Morgana Mengue Saft2


Bom, o que quero poder falar neste texto, sem ter que dar conta dele, num sentido teórico, e sim num sentido de produção minha e das produções que fui proporcionando, possibilitando, em alguns momentos da minha vida.

Momentos em que efetivamente resolvi parar. Parar para pensar o que estava me constituindo, o que era questão e fazia sentido para mim.

Sentir...

Como eu sentia as coisas que se produziam e que me tocavam.

Tocar...

Meu Deus! Pensei. Estou anestesiada, não me deixo tocar. Não posso sentir, logo não vivo!

E aí parei.

Parei de correr, parei de tentar descobrir, parei de me olhar através dos outros e comecei.

Comecei a olhar para mim e, arrisquei, toquei as coisas, toquei o outro, sem temer, sem correr o risco de tornar-me o outro. Mas transformamo-nos.

Transformamo-nos pelo nosso desejo de ser... e de viver.

Transformamo-nos e vivemos, por todas as vezes que arriscamos e fomos felizes, que nos decepcionamos, que não sabemos nada do que ali se passa, e aí, fazemos nossa história.

É mergulhar em águas, às vezes turvas, mas mergulhar e aí sim, decidir entre permanecer ou procurar outros lugares. Mas não voltar à margem sem ter experimentado. Tocar sem misturar-se, sem tornar um o que é dois.

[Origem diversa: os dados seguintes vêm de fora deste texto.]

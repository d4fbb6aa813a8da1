//! Repository layer.
//!
//! Each repository is a zero-sized struct providing async CRUD methods
//! that accept `&PgPool` as the first argument.

pub mod movie_repo;
pub mod review_repo;
pub mod role_repo;
pub mod user_repo;

pub use movie_repo::MovieRepo;
pub use review_repo::ReviewRepo;
pub use role_repo::RoleRepo;
pub use user_repo::UserRepo;
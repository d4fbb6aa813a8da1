//! Repository for the `movies` table.

use sqlx::PgPool;

use peliculas_core::types::DbId;

use crate::models::movie::{CreateMovie, Movie, UpdateMovie};

const COLUMNS: &str = "id, title, description, release_date, created_at, updated_at";

/// Provides CRUD operations for movies.
pub struct MovieRepo;

impl MovieRepo {
    /// Insert a new movie, returning the created row.
    pub async fn create(pool: &PgPool, input: &CreateMovie) -> Result<Movie, sqlx::Error> {
        let query = format!(
            "INSERT INTO movies (title, description, release_date)
             VALUES ($1, $2, $3)
             RETURNING {COLUMNS}"
        );
        sqlx::query_as::<_, Movie>(&query)
            .bind(&input.title)
            .bind(&input.description)
            .bind(&input.release_date)
            .fetch_one(pool)
            .await
    }

    /// Find a movie by internal ID.
    pub async fn find_by_id(pool: &PgPool, id: DbId) -> Result<Option<Movie>, sqlx::Error> {
        let query = format!("SELECT {COLUMNS} FROM movies WHERE id = $1");
        sqlx::query_as::<_, Movie>(&query)
            .bind(id)
            .fetch_optional(pool)
            .await
    }

    /// List all movies ordered by most recently created first.
    pub async fn list(pool: &PgPool) -> Result<Vec<Movie>, sqlx::Error> {
        let query = format!("SELECT {COLUMNS} FROM movies ORDER BY created_at DESC");
        sqlx::query_as::<_, Movie>(&query).fetch_all(pool).await
    }

    /// Replace all mutable fields of a movie.
    ///
    /// Returns `None` if no row with the given `id` exists, so callers get an
    /// explicit not-found outcome instead of a silent no-op.
    pub async fn update(
        pool: &PgPool,
        id: DbId,
        input: &UpdateMovie,
    ) -> Result<Option<Movie>, sqlx::Error> {
        let query = format!(
            "UPDATE movies SET
                title = $2,
                description = $3,
                release_date = $4,
                updated_at = now()
             WHERE id = $1
             RETURNING {COLUMNS}"
        );
        sqlx::query_as::<_, Movie>(&query)
            .bind(id)
            .bind(&input.title)
            .bind(&input.description)
            .bind(&input.release_date)
            .fetch_optional(pool)
            .await
    }

    /// Delete a movie by ID. Its reviews go with it (ON DELETE CASCADE).
    ///
    /// Returns `true` if a row was deleted.
    pub async fn delete(pool: &PgPool, id: DbId) -> Result<bool, sqlx::Error> {
        let result = sqlx::query("DELETE FROM movies WHERE id = $1")
            .bind(id)
            .execute(pool)
            .await?;
        Ok(result.rows_affected() > 0)
    }
}
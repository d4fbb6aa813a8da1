//! Review entity model and DTOs.

use peliculas_core::types::{DbId, Timestamp};
use serde::Serialize;
use sqlx::FromRow;

use crate::models::movie::Movie;

/// Full review row from the `reviews` table.
#[derive(Debug, Clone, FromRow, Serialize)]
#[serde(rename_all = "camelCase")]
pub struct Review {
    pub id: DbId,
    pub description: String,
    pub score: i32,
    pub movie_id: DbId,
    pub user_id: DbId,
    pub created_at: Timestamp,
    pub updated_at: Timestamp,
}

/// A review with its movie joined in, for listings where the client needs
/// the movie without a second round trip.
#[derive(Debug, Clone, Serialize)]
#[serde(rename_all = "camelCase")]
pub struct ReviewWithMovie {
    pub id: DbId,
    pub description: String,
    pub score: i32,
    pub movie_id: DbId,
    pub user_id: DbId,
    pub created_at: Timestamp,
    pub updated_at: Timestamp,
    pub movie: Movie,
}

/// Flat row produced by the reviews-join-movies query. Movie columns are
/// aliased with an `movie_` prefix so both entities can share one row.
#[derive(Debug, FromRow)]
pub struct ReviewWithMovieRow {
    pub id: DbId,
    pub description: String,
    pub score: i32,
    pub movie_id: DbId,
    pub user_id: DbId,
    pub created_at: Timestamp,
    pub updated_at: Timestamp,
    pub movie_title: String,
    pub movie_description: String,
    pub movie_release_date: String,
    pub movie_created_at: Timestamp,
    pub movie_updated_at: Timestamp,
}

impl From<ReviewWithMovieRow> for ReviewWithMovie {
    fn from(row: ReviewWithMovieRow) -> Self {
        ReviewWithMovie {
            id: row.id,
            description: row.description,
            score: row.score,
            movie_id: row.movie_id,
            user_id: row.user_id,
            created_at: row.created_at,
            updated_at: row.updated_at,
            movie: Movie {
                id: row.movie_id,
                title: row.movie_title,
                description: row.movie_description,
                release_date: row.movie_release_date,
                created_at: row.movie_created_at,
                updated_at: row.movie_updated_at,
            },
        }
    }
}

/// DTO for creating a new review. The owning `user_id` always comes from the
/// authenticated caller, never from the request body.
#[derive(Debug)]
pub struct CreateReview {
    pub description: String,
    pub score: i32,
    pub movie_id: DbId,
    pub user_id: DbId,
}

/// DTO for overwriting a review's mutable fields (ownership already checked).
#[derive(Debug)]
pub struct UpdateReview {
    pub description: String,
    pub score: i32,
    pub movie_id: DbId,
}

Hoje, sinto meu pulsar, sinto vida acontecendo em mim. Não quero ser dura em mim mesma.

Não lamento o modo como eu me "virava", porque aquela era a possibilidade, era o jeito que podia ser. Entendo que a história esta, não é um ponto final, mas sim, que este, hoje, agora, é o jeito que está sendo, a quero (vivo), na maior intensidade que posso, colocando em mim a responsabilidade que me cabe de produzir e fazer diferente, dentro do finito território infinito.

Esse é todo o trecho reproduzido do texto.